Redeauszug des Bundestagsabgeordneten Volker Ullrich in der Bundestagsdebatte zum Cannabisgesetz, 18.10.2023:

Frau Präsidentin! Meine sehr verehrten Damen und Herren!

Ich muss schon sagen: Für einen Drogen- und Suchtbeauftragten der Bundesregierung war das ein enttäuschender Auftritt, Herr Kollege Blienert.

Sie haben vor allen auch diejenigen enttäuscht und vor den Kopf gestoßen, die seit vielen Jahren für Aufklärung, Gesundheitsschutz und Drogenprävention einstehen. Ihre Arbeit wird dadurch entwertet.
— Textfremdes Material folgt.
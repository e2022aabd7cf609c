//! Palette construction from an image's color distribution.
//!
//! The builder works in four steps over the exact RGB histogram:
//!
//! 1. Reserve one slot per non-empty hue sector (most frequent chromatic
//!    color of the sector), so small accents survive the reduction.
//! 2. Weighted median cut in Lab over the remaining colors, always splitting
//!    the box with the largest weighted squared error.
//! 3. A few rounds of weighted k-means to pull representatives onto the
//!    frequency-weighted centroids of their members.
//! 4. Deduplicate and top up with the most frequent unused colors until the
//!    palette holds exactly `color_count` entries.
//!
//! Every step is order-stable, so identical inputs give identical palettes.

use std::cmp::Ordering;
use std::collections::HashSet;

use tracing::debug;

use super::histogram::{ColorHistogram, HistogramEntry};
use super::options::QuantizationParameters;
use super::palette::{nearest_index, Palette};
use crate::api::{QuantError, Stage};
use crate::color::{Color, Lab};
use crate::raster::Raster;

/// Lab chroma below which a color counts as neutral for hue reservation.
const HUE_MIN_CHROMA: f32 = 10.0;

/// Upper bound on k-means refinement rounds.
const KMEANS_MAX_ITERS: usize = 8;

/// Builds a [`Palette`] summarizing the dominant colors of a raster.
///
/// # Example
///
/// ```
/// use embroidery_quant::{Color, PaletteBuilder, QuantizationParameters, Raster};
///
/// let raster = Raster::filled(2, 2, Color::rgb(255, 0, 0));
/// let palette = PaletteBuilder::new(QuantizationParameters::new(2))
///     .build(&raster)
///     .unwrap();
/// assert_eq!(palette.colors(), &[Color::rgb(255, 0, 0)]);
/// ```
#[derive(Debug, Clone, Default)]
pub struct PaletteBuilder {
    params: QuantizationParameters,
}

/// A histogram entry with its Lab coordinates.
#[derive(Debug, Clone, Copy)]
struct Sample {
    color: Color,
    lab: Lab,
    weight: f64,
}

impl From<&HistogramEntry> for Sample {
    fn from(entry: &HistogramEntry) -> Self {
        Self {
            color: entry.color,
            lab: Lab::from(entry.color),
            weight: entry.count as f64,
        }
    }
}

impl PaletteBuilder {
    /// Create a builder with the given parameters.
    pub fn new(params: QuantizationParameters) -> Self {
        Self { params }
    }

    /// The builder's parameters.
    pub fn params(&self) -> &QuantizationParameters {
        &self.params
    }

    /// Build a palette from a raster.
    ///
    /// # Errors
    ///
    /// [`QuantError::InvalidParameter`] if `color_count` is outside `2..=256`
    /// or the raster is empty.
    pub fn build(&self, raster: &Raster) -> Result<Palette, QuantError> {
        self.params.validate()?;
        if raster.is_empty() {
            return Err(QuantError::invalid(Stage::Palette, "raster has no pixels"));
        }
        self.build_from_histogram(&ColorHistogram::from_raster(raster))
    }

    /// Build a palette from a precomputed histogram.
    ///
    /// # Errors
    ///
    /// Same as [`PaletteBuilder::build`].
    pub fn build_from_histogram(&self, histogram: &ColorHistogram) -> Result<Palette, QuantError> {
        self.params.validate()?;
        if histogram.is_empty() {
            return Err(QuantError::invalid(Stage::Palette, "raster has no pixels"));
        }

        let target = self.params.color_count;
        let by_frequency = histogram.by_frequency();

        if by_frequency.len() <= target {
            debug!(
                distinct = by_frequency.len(),
                target, "image has no more colors than requested"
            );
            let colors: Vec<Color> = by_frequency.iter().map(|e| e.color).collect();
            return Ok(Palette::new(&colors)?);
        }

        let samples: Vec<Sample> = by_frequency.iter().map(Sample::from).collect();

        let sectors = self.params.effective_min_hue_colors().min(target);
        let reserved = reserve_hue_slots(&samples, sectors);
        let reserved_keys: HashSet<u32> = reserved.iter().map(|s| s.color.rgb_key()).collect();

        let remaining: Vec<Sample> = samples
            .iter()
            .filter(|s| !reserved_keys.contains(&s.color.rgb_key()))
            .copied()
            .collect();

        let slots = target - reserved.len();
        let mut weighted = if slots > 0 {
            let seeds = median_cut(remaining.clone(), slots);
            kmeans_refine(seeds, &remaining)
        } else {
            Vec::new()
        };
        weighted.extend(reserved.iter().map(|s| (s.color, s.weight)));

        // Dominant colors first
        weighted.sort_by(|a, b| {
            b.1.partial_cmp(&a.1)
                .unwrap_or(Ordering::Equal)
                .then_with(|| a.0.rgb_key().cmp(&b.0.rgb_key()))
        });

        let mut seen = HashSet::with_capacity(target);
        let mut colors = Vec::with_capacity(target);
        for (color, _) in weighted {
            if seen.insert(color.rgb_key()) {
                colors.push(color);
            }
        }

        for sample in &samples {
            if colors.len() >= target {
                break;
            }
            if seen.insert(sample.color.rgb_key()) {
                colors.push(sample.color);
            }
        }
        colors.truncate(target);

        debug!(
            distinct = samples.len(),
            reserved = reserved.len(),
            colors = colors.len(),
            "palette built"
        );

        Ok(Palette::new(&colors)?)
    }
}

/// Most frequent chromatic sample of each non-empty hue sector, in sector
/// order. `samples` must be sorted by descending frequency.
fn reserve_hue_slots(samples: &[Sample], sectors: usize) -> Vec<Sample> {
    if sectors == 0 {
        return Vec::new();
    }

    let width = 360.0 / sectors as f32;
    let mut picks: Vec<Option<Sample>> = vec![None; sectors];

    for sample in samples {
        if sample.lab.chroma() < HUE_MIN_CHROMA {
            continue;
        }
        let sector = ((sample.lab.hue_degrees() / width) as usize).min(sectors - 1);
        if picks[sector].is_none() {
            picks[sector] = Some(*sample);
        }
    }

    picks.into_iter().flatten().collect()
}

/// A box of samples for median cut subdivision.
#[derive(Debug)]
struct ColorBox {
    samples: Vec<Sample>,
}

impl ColorBox {
    fn total_weight(&self) -> f64 {
        self.samples.iter().map(|s| s.weight).sum()
    }

    fn mean_lab(&self) -> Lab {
        let total = self.total_weight();
        let (mut l, mut a, mut b) = (0.0f64, 0.0f64, 0.0f64);
        for s in &self.samples {
            l += s.lab.l as f64 * s.weight;
            a += s.lab.a as f64 * s.weight;
            b += s.lab.b as f64 * s.weight;
        }
        Lab::new((l / total) as f32, (a / total) as f32, (b / total) as f32)
    }

    /// Weighted sum of squared Lab distances to the box mean.
    fn error(&self) -> f64 {
        let mean = self.mean_lab();
        self.samples
            .iter()
            .map(|s| s.lab.distance_squared(mean) as f64 * s.weight)
            .sum()
    }

    /// Index of the Lab axis with the largest extent.
    fn widest_axis(&self) -> usize {
        let mut min = [f32::MAX; 3];
        let mut max = [f32::MIN; 3];
        for s in &self.samples {
            for (axis, v) in [s.lab.l, s.lab.a, s.lab.b].into_iter().enumerate() {
                min[axis] = min[axis].min(v);
                max[axis] = max[axis].max(v);
            }
        }
        let ranges = [max[0] - min[0], max[1] - min[1], max[2] - min[2]];
        if ranges[0] >= ranges[1] && ranges[0] >= ranges[2] {
            0
        } else if ranges[1] >= ranges[2] {
            1
        } else {
            2
        }
    }

    /// Split along the widest axis at the weighted median.
    fn split(mut self) -> (ColorBox, ColorBox) {
        let axis = self.widest_axis();
        let coord = |s: &Sample| match axis {
            0 => s.lab.l,
            1 => s.lab.a,
            _ => s.lab.b,
        };
        self.samples.sort_by(|a, b| {
            coord(a)
                .partial_cmp(&coord(b))
                .unwrap_or(Ordering::Equal)
                .then_with(|| a.color.rgb_key().cmp(&b.color.rgb_key()))
        });

        let half = self.total_weight() / 2.0;
        let mut accumulated = 0.0;
        let mut split_at = 1;
        for (i, s) in self.samples.iter().enumerate() {
            accumulated += s.weight;
            if accumulated >= half {
                split_at = i + 1;
                break;
            }
        }
        let split_at = split_at.clamp(1, self.samples.len() - 1);

        let right = self.samples.split_off(split_at);
        (self, ColorBox { samples: right })
    }
}

/// Partition `samples` into at most `count` boxes and return each box's
/// frequency-weighted centroid.
fn median_cut(samples: Vec<Sample>, count: usize) -> Vec<Color> {
    if samples.is_empty() || count == 0 {
        return Vec::new();
    }

    let mut boxes = vec![ColorBox { samples }];
    while boxes.len() < count {
        let candidate = boxes
            .iter()
            .enumerate()
            .filter(|(_, b)| b.samples.len() >= 2)
            .map(|(i, b)| (i, b.error()))
            .max_by(|a, b| a.1.partial_cmp(&b.1).unwrap_or(Ordering::Equal));

        let Some((idx, _)) = candidate else {
            break;
        };

        let (left, right) = boxes.remove(idx).split();
        boxes.insert(idx, right);
        boxes.insert(idx, left);
    }

    boxes.iter().map(|b| weighted_centroid(&b.samples)).collect()
}

/// Frequency-weighted RGB mean of `samples`, rounded.
fn weighted_centroid(samples: &[Sample]) -> Color {
    let mut sums = [0.0f64; 3];
    let mut total = 0.0f64;
    for s in samples {
        sums[0] += s.color.r as f64 * s.weight;
        sums[1] += s.color.g as f64 * s.weight;
        sums[2] += s.color.b as f64 * s.weight;
        total += s.weight;
    }
    Color::from_f32_clamped(
        (sums[0] / total) as f32,
        (sums[1] / total) as f32,
        (sums[2] / total) as f32,
        255.0,
    )
}

/// Weighted k-means over `samples` seeded with `centroids`.
///
/// Returns each representative with the weight of its final cluster. A
/// cluster that loses all members keeps its previous representative.
fn kmeans_refine(mut centroids: Vec<Color>, samples: &[Sample]) -> Vec<(Color, f64)> {
    let k = centroids.len();
    let mut weights = vec![0.0f64; k];

    for iteration in 0..KMEANS_MAX_ITERS {
        let labs: Vec<Lab> = centroids.iter().map(|&c| Lab::from(c)).collect();
        let mut members: Vec<Vec<Sample>> = vec![Vec::new(); k];
        for s in samples {
            let (nearest, _) = nearest_index(&labs, s.lab);
            members[nearest].push(*s);
        }

        let mut changed = false;
        for (i, cluster) in members.iter().enumerate() {
            weights[i] = cluster.iter().map(|s| s.weight).sum();
            if cluster.is_empty() {
                continue;
            }
            let next = weighted_centroid(cluster);
            if next != centroids[i] {
                centroids[i] = next;
                changed = true;
            }
        }

        if !changed {
            debug!(iterations = iteration + 1, "k-means converged");
            break;
        }
    }

    centroids.into_iter().zip(weights).collect()
}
Cannabis ist eine Droge, eine psychoaktive Substanz, die bei Jugendlichen und jungen Erwachsenen bis zum 25. Lebensjahr die Gehirnentwicklung nachhaltig schädigen kann. Eine Teillegalisierung ist falsch. Mediziner warnen davor.

Es widerspricht allen Bemühungen um Prävention und stellt Sie vor eine unlösbare Aufgabe. Einerseits vor dieser Droge warnen zu wollen und auf der anderen Seite der Teillegalisierung das Wort zu reden, damit verbessern Sie nicht den Jugendschutz. Das ist eine Täuschung.

Herr Gesundheitsminister Lauterbach, Sie müssen sich entscheiden und Sie müssen der Öffentlichkeit darlegen, ob Sie auf der Seite des Gesundheitsschutzes und der Prävention stehen oder auf der Seite der Freigabe von Drogen. Das erwarten wir von Ihnen.

Mit diesem Gesetz wird auch ein gesellschaftliches Klima geschaffen, dass der Konsum von Cannabis noch normaler wird.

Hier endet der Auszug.